Pero también hay excepciones: los catalanes de Democracia y Libertad (DL) sólo tienen un 12,5% de funcionarios (1 de 8 diputados) y es el partido que menos densidad presenta si se excluye a Izquierda Unida que tiene dos diputados y ninguno es funcionario. Y si se desgaja del PSOE el grupo de diputados del PSC, estos apenas tienen un 14,3% (1 de 7). Los demás grupos catalanes están más próximos a la media nacional: ERC tiene un 33,4% de funcionarios (3 de 9) y En Común Podemos es la franquicia de Podemos que más funcionarios tiene, un 41,7% (5 de 12).

Este nivel de sobrerrepresentación de los funcionarios en el Congreso es una singularidad española que no se da en otras democracias desarrolladas. Es fruto de la costumbre y de nuestro diseño institucional. En los países anglosajones y nórdicos, la política y el funcionariado están nítidamente separados y hay fuertes incompatibilidades. En España, por el contrario, prácticamente se favorece, ya que a los funcionarios se les reserva la plaza mientras son diputados. Además, las redes de contactos que les facilita la política les permite acceder más rápidamente a puestos superiores del escalafón.

El mercado laboral también contribuye. Al ser difícil consolidar una carrera, son pocas las personas que interrumpen su actividad en España para dedicarse a la política. Esta relación tan estrecha entre la política y el funcionariado contamina ambos lados de la ecuación con efectos duraderos sobre la vida institucional.

Por un lado, politiza la función pública. Víctor Lapuente Giné, profesor en el Instituto para la Calidad de Gobierno de la Universidad de Gotemburgo, escribía en 2012: “Un ejército de individuos -que deben su cargo sobre todo al cultivo de relaciones personales y políticas- ha ido ocupando las capas superiores de nuestras instituciones públicas (…) Pero ¿por qué los gestores de entidades públicas no pueden ser directamente dependientes de aquellos que legítimamente han ganado las elecciones? ¿No forma parte la gestión pública del sano intercambio democrático? No sólo no forma parte, sino que la politización del sector público es uno de los factores que más claramente puede socavar la legitimidad de un sistema democrático”.

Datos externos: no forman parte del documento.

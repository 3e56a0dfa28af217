//! Which uploads may be forwarded, and how they show up in the transcript.

use std::path::Path;

/// Content types accepted as attachments.
const ALLOWED_MIME_TYPES: &[&str] = &[
    "application/pdf",
    "application/vnd.openxmlformats-officedocument.wordprocessingml.document",
    "application/rtf",
    "text/rtf",
    "text/plain",
];

/// Extensions accepted regardless of the declared content type.
const ALLOWED_EXTENSIONS: &[&str] = &["pdf", "docx", "txt", "md", "rtf"];

/// Question sent upstream when a message carries only files.
pub const FILE_ONLY_QUESTION: &str = "File upload";

/// A file uploaded with a chat message.
#[derive(Clone)]
pub struct Attachment {
    pub filename: String,
    pub content_type: String,
    pub bytes: Vec<u8>,
}

impl std::fmt::Debug for Attachment {
    fn fmt(&self, f: &mut std::fmt::Formatter<'_>) -> std::fmt::Result {
        f.debug_struct("Attachment")
            .field("filename", &self.filename)
            .field("content_type", &self.content_type)
            .field("size", &self.bytes.len())
            .finish()
    }
}

impl Attachment {
    /// Build an attachment, guessing the content type from the name when the
    /// browser did not send one.
    #[must_use]
    pub fn new(filename: impl Into<String>, content_type: Option<&str>, bytes: Vec<u8>) -> Self {
        let filename = filename.into();
        let content_type = match content_type {
            Some(ct) if !ct.is_empty() => ct.to_string(),
            _ => mime_guess::from_path(&filename)
                .first_or_octet_stream()
                .to_string(),
        };
        Self {
            filename,
            content_type,
            bytes,
        }
    }
}

/// Whether a file may be forwarded: allowed content type or allowed extension.
#[must_use]
pub fn is_allowed(filename: &str, content_type: &str) -> bool {
    let mime = content_type
        .split(';')
        .next()
        .unwrap_or_default()
        .trim()
        .to_ascii_lowercase();
    if ALLOWED_MIME_TYPES.contains(&mime.as_str()) {
        return true;
    }
    Path::new(filename)
        .extension()
        .and_then(|e| e.to_str())
        .is_some_and(|ext| ALLOWED_EXTENSIONS.contains(&ext.to_ascii_lowercase().as_str()))
}

/// Split uploads into accepted attachments and the names of rejected ones.
#[must_use]
pub fn partition(files: Vec<Attachment>) -> (Vec<Attachment>, Vec<String>) {
    let (accepted, rejected): (Vec<_>, Vec<_>) = files
        .into_iter()
        .partition(|f| is_allowed(&f.filename, &f.content_type));
    (accepted, rejected.into_iter().map(|f| f.filename).collect())
}

/// Transcript text for a user message.
///
/// With files, `label` followed by the comma separated names is appended on a
/// new line, or stands alone when there is no question.
#[must_use]
pub fn compose_user_message(question: &str, filenames: &[String], label: &str) -> String {
    let question = question.trim();
    if filenames.is_empty() {
        return question.to_string();
    }
    let files = format!("{label}{}", filenames.join(", "));
    if question.is_empty() {
        files
    } else {
        format!("{question}\n{files}")
    }
}

/// Question forwarded to the backend.
#[must_use]
pub fn upstream_question(question: &str) -> &str {
    if question.trim().is_empty() {
        FILE_ONLY_QUESTION
    } else {
        question
    }
}
//! Locales and message catalogs.
//!
//! Catalogs live in `locales/{en,pt,es}.yaml` and are embedded at compile
//! time. Nested YAML maps are flattened into dotted keys (`Login.title`).

use std::collections::HashMap;
use std::fmt;
use std::str::FromStr;
use std::sync::LazyLock;

use axum::extract::FromRequestParts;
use axum::http::request::Parts;

use crate::error::AppError;

#[derive(Debug, Clone, Copy, Default, PartialEq, Eq, Hash)]
pub enum Locale {
    #[default]
    En,
    Pt,
    Es,
}

impl Locale {
    pub const ALL: [Self; 3] = [Self::En, Self::Pt, Self::Es];

    #[must_use]
    pub fn code(self) -> &'static str {
        match self {
            Self::En => "en",
            Self::Pt => "pt",
            Self::Es => "es",
        }
    }

    /// Catalog key of the language's name in the switcher.
    #[must_use]
    pub fn name_key(self) -> &'static str {
        match self {
            Self::En => "LanguageSwitcher.english",
            Self::Pt => "LanguageSwitcher.portuguese",
            Self::Es => "LanguageSwitcher.spanish",
        }
    }

    /// Locale named by the first segment of `path`, if any.
    #[must_use]
    pub fn from_path(path: &str) -> Option<Self> {
        path.trim_start_matches('/')
            .split('/')
            .next()
            .and_then(|segment| segment.parse().ok())
    }
}

impl fmt::Display for Locale {
    fn fmt(&self, f: &mut fmt::Formatter<'_>) -> fmt::Result {
        f.write_str(self.code())
    }
}

#[derive(Debug, Clone, PartialEq, Eq, thiserror::Error)]
#[error("unsupported locale: {0}")]
pub struct UnknownLocale(pub String);

impl FromStr for Locale {
    type Err = UnknownLocale;

    fn from_str(s: &str) -> Result<Self, Self::Err> {
        match s {
            "en" => Ok(Self::En),
            "pt" => Ok(Self::Pt),
            "es" => Ok(Self::Es),
            other => Err(UnknownLocale(other.to_string())),
        }
    }
}

/// Reads the locale from the first path segment; unknown locales are 404.
impl<S> FromRequestParts<S> for Locale
where
    S: Send + Sync,
{
    type Rejection = AppError;

    async fn from_request_parts(parts: &mut Parts, _state: &S) -> Result<Self, Self::Rejection> {
        Self::from_path(parts.uri.path()).ok_or(AppError::NotFound)
    }
}

type Catalog = HashMap<String, String>;

static CATALOGS: LazyLock<HashMap<Locale, Catalog>> = LazyLock::new(|| {
    [
        (Locale::En, include_str!("../../locales/en.yaml")),
        (Locale::Pt, include_str!("../../locales/pt.yaml")),
        (Locale::Es, include_str!("../../locales/es.yaml")),
    ]
    .into_iter()
    .map(|(locale, source)| (locale, load_catalog(locale, source)))
    .collect()
});

fn load_catalog(locale: Locale, source: &str) -> Catalog {
    let mut catalog = Catalog::new();
    match serde_yaml::from_str::<serde_yaml::Value>(source) {
        Ok(root) => flatten("", &root, &mut catalog),
        Err(e) => {
            tracing::error!(
                name: "i18n.catalog.invalid",
                locale = %locale,
                error = %e,
                "Message catalog failed to parse"
            );
        }
    }
    catalog
}

fn flatten(prefix: &str, value: &serde_yaml::Value, out: &mut Catalog) {
    match value {
        serde_yaml::Value::Mapping(map) => {
            for (k, v) in map {
                let Some(k) = k.as_str() else { continue };
                let key = if prefix.is_empty() {
                    k.to_string()
                } else {
                    format!("{prefix}.{k}")
                };
                flatten(&key, v, out);
            }
        }
        serde_yaml::Value::String(s) => {
            out.insert(prefix.to_string(), s.clone());
        }
        serde_yaml::Value::Number(n) => {
            out.insert(prefix.to_string(), n.to_string());
        }
        serde_yaml::Value::Bool(b) => {
            out.insert(prefix.to_string(), b.to_string());
        }
        _ => {}
    }
}

/// Translate `key`, falling back to English and then to the key itself.
#[must_use]
pub fn t(locale: Locale, key: &str) -> String {
    CATALOGS
        .get(&locale)
        .and_then(|c| c.get(key))
        .or_else(|| CATALOGS.get(&Locale::En).and_then(|c| c.get(key)))
        .cloned()
        .unwrap_or_else(|| key.to_string())
}

/// Translate `key` and substitute `{name}` placeholders.
#[must_use]
pub fn t_with(locale: Locale, key: &str, args: &[(&str, &str)]) -> String {
    args.iter()
        .fold(t(locale, key), |text, (name, value)| {
            text.replace(&format!("{{{name}}}"), value)
        })
}

/// Same path under another locale, for the language switcher.
#[must_use]
pub fn switch_locale_path(path: &str, locale: Locale) -> String {
    let trimmed = path.trim_start_matches('/');
    let (first, rest) = trimmed.split_once('/').unwrap_or((trimmed, ""));

    if first.parse::<Locale>().is_ok() {
        if rest.is_empty() {
            format!("/{locale}")
        } else {
            format!("/{locale}/{rest}")
        }
    } else if trimmed.is_empty() {
        format!("/{locale}")
    } else {
        format!("/{locale}/{trimmed}")
    }
}
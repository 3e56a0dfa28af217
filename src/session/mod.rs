//! Server-side browser sessions.
//!
//! A session is created at sign-in and referenced by a random id stored in an
//! HttpOnly cookie. It carries the signed-in identity, the chat transcript,
//! archived conversations and a one-shot flash message.
//!
//! - [`Session`]: one browser session
//! - [`SessionStore`]: thread-safe store with inactivity expiry
//!
//! # Example
//!
//! ```rust
//! use std::time::Duration;
//! use rag_portal::session::{Sender, SessionStore, SessionUser};
//! use rag_portal::users::Position;
//!
//! let store = SessionStore::new(Duration::from_secs(30 * 60));
//! let session = store.create(SessionUser {
//!     uid: "u1".into(),
//!     email: "ana@example.com".into(),
//!     name: "Ana".into(),
//!     position: Position::Employee,
//!     id_token: "id-token".into(),
//!     token_key: "role-token".into(),
//! });
//! session.add_message(Sender::User, "Hello!");
//!
//! assert_eq!(session.message_count(), 1);
//! ```

mod thread;

pub use thread::{
    ChatMessage, Conversation, Flash, FlashLevel, Sender, Session, SessionStore, SessionUser,
};
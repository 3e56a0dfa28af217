//! User positions (roles) as stored in the `Users` collection.

use std::fmt;
use std::str::FromStr;

/// Role label stored on each user document.
///
/// The stored strings are shared with the chat backend and existing data, so
/// they are kept verbatim (`"Funcionário"`, `"Gestor"`, `"Main-admin"`).
#[derive(Debug, Clone, Copy, Default, PartialEq, Eq, Hash)]
pub enum Position {
    /// Regular staff member; chat access only.
    Employee,
    /// Manager; dashboard access.
    Manager,
    /// Main administrator; dashboard access.
    MainAdmin,
    /// Missing or unrecognized position.
    #[default]
    Unassigned,
}

impl Position {
    /// Positions an administrator can assign, in menu order.
    pub const ASSIGNABLE: [Self; 3] = [Self::Employee, Self::Manager, Self::MainAdmin];

    /// Parse a stored value; unknown values become [`Position::Unassigned`].
    #[must_use]
    pub fn from_stored(value: &str) -> Self {
        value.parse().unwrap_or(Self::Unassigned)
    }

    /// Value written to the document store.
    #[must_use]
    pub fn as_stored(self) -> &'static str {
        match self {
            Self::Employee => "Funcionário",
            Self::Manager => "Gestor",
            Self::MainAdmin => "Main-admin",
            Self::Unassigned => "user",
        }
    }

    /// Stable identifier used in URLs and form values.
    #[must_use]
    pub fn slug(self) -> &'static str {
        match self {
            Self::Employee => "employee",
            Self::Manager => "manager",
            Self::MainAdmin => "main-admin",
            Self::Unassigned => "unassigned",
        }
    }

    /// i18n key of the human readable label.
    #[must_use]
    pub fn label_key(self) -> &'static str {
        match self {
            Self::Employee => "Positions.employee",
            Self::Manager => "Positions.manager",
            Self::MainAdmin => "Positions.mainAdmin",
            Self::Unassigned => "Positions.unassigned",
        }
    }

    /// Whether this position may open the admin dashboard.
    #[must_use]
    pub fn is_admin(self) -> bool {
        matches!(self, Self::Manager | Self::MainAdmin)
    }

    /// Plaintext sealed into the user's role token.
    #[must_use]
    pub fn token_plaintext(self) -> Option<&'static str> {
        match self {
            Self::Employee => Some("funcionario"),
            Self::Manager => Some("Gestor"),
            Self::MainAdmin => Some("Main-admin"),
            Self::Unassigned => None,
        }
    }

    /// Inverse of [`Position::token_plaintext`].
    #[must_use]
    pub fn from_token_plaintext(plaintext: &str) -> Self {
        Self::ASSIGNABLE
            .into_iter()
            .find(|p| p.token_plaintext() == Some(plaintext))
            .unwrap_or(Self::Unassigned)
    }
}

impl fmt::Display for Position {
    fn fmt(&self, f: &mut fmt::Formatter<'_>) -> fmt::Result {
        f.write_str(self.as_stored())
    }
}

/// Error for values that are not a known position.
#[derive(Debug, Clone, PartialEq, Eq, thiserror::Error)]
#[error("invalid position: {0}")]
pub struct InvalidPosition(pub String);

impl FromStr for Position {
    type Err = InvalidPosition;

    /// Accepts both stored labels and slugs.
    fn from_str(s: &str) -> Result<Self, Self::Err> {
        match s.trim() {
            "Funcionário" | "Funcionario" | "employee" => Ok(Self::Employee),
            "Gestor" | "manager" => Ok(Self::Manager),
            "Main-admin" | "main-admin" => Ok(Self::MainAdmin),
            other => Err(InvalidPosition(other.to_string())),
        }
    }
}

Por otro lado, la política se ve contagiada del espíritu de los funcionarios. Los expertos del grupo Politikón, autores del libro La urna rota (Ed. Debate, 2014), lo resumían con acierto: “El problema es que esto genera un sesgo en los representantes que elegimos, al menos en dos aspectos. Primero, que son más reglamentistas y juristas, lo que explica en parte la obsesión por regular, pero la escasa atención a la ejecución de las políticas. Y segundo, que son esencialmente más conservadores, en especial en todo lo tocante al sector público. Al fin y al cabo, si las reformas de la administración en España son tan escasas es en parte porque tenemos el lobby dentro”.